§ **Goal of the exercise**:
Pick out the lines below with "paginated" and list them.

§ **Collected data**:
++++++++

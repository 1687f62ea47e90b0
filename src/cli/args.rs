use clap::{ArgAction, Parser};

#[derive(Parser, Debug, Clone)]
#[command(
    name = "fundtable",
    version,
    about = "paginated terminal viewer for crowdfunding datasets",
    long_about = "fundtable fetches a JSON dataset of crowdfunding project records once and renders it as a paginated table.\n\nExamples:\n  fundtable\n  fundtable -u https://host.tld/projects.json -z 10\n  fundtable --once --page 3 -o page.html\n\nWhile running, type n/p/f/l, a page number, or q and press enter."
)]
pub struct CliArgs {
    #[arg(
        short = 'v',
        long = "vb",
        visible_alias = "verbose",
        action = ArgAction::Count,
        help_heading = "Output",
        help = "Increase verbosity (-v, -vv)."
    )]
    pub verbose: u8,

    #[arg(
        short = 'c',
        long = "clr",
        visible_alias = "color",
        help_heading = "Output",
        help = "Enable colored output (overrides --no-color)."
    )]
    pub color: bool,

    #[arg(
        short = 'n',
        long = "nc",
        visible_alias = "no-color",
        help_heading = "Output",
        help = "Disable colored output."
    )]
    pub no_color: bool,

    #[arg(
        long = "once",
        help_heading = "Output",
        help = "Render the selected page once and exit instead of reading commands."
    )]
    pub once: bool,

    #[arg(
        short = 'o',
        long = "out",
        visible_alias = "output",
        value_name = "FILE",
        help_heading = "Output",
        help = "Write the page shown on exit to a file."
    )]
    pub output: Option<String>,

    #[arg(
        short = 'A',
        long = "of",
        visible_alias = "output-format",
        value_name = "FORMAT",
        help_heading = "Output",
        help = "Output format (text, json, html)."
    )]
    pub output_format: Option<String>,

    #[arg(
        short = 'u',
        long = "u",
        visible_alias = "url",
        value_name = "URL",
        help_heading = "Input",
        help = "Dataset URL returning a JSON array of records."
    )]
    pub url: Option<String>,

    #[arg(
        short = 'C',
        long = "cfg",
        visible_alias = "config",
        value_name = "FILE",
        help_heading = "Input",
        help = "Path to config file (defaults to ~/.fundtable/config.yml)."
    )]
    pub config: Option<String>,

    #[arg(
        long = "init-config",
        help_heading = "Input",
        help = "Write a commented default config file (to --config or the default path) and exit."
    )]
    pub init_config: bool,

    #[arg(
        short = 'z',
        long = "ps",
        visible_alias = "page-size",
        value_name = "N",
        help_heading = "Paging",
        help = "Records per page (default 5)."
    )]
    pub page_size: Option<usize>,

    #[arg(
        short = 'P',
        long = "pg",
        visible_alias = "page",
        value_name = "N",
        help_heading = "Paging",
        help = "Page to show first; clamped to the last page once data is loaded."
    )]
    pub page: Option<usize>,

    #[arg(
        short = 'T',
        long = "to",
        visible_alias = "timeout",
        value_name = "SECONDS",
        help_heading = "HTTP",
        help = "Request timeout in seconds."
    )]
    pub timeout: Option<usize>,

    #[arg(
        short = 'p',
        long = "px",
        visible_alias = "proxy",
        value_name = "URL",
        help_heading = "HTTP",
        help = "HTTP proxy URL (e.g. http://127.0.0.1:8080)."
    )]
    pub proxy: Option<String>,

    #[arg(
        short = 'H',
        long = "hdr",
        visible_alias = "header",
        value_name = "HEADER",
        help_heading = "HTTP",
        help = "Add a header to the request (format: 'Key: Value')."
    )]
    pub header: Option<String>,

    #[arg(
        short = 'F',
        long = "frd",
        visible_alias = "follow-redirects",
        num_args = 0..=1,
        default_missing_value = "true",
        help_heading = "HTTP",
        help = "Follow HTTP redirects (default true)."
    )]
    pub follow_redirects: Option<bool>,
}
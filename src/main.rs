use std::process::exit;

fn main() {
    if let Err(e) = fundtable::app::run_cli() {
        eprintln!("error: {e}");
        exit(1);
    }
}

++++++++

§ **Answer for the task**:
    about = "paginated terminal viewer for crowdfunding datasets",
    long_about = "fundtable fetches a JSON dataset of crowdfunding project records once and renders it as a paginated table.\n\nExamples:\n  fundtable\n  fundtable -u https://host.tld/projects.json -z 10\n  fundtable --once --page 3 -o page.html\n\nWhile running, type n/p/f/l, a page number, or q and press enter."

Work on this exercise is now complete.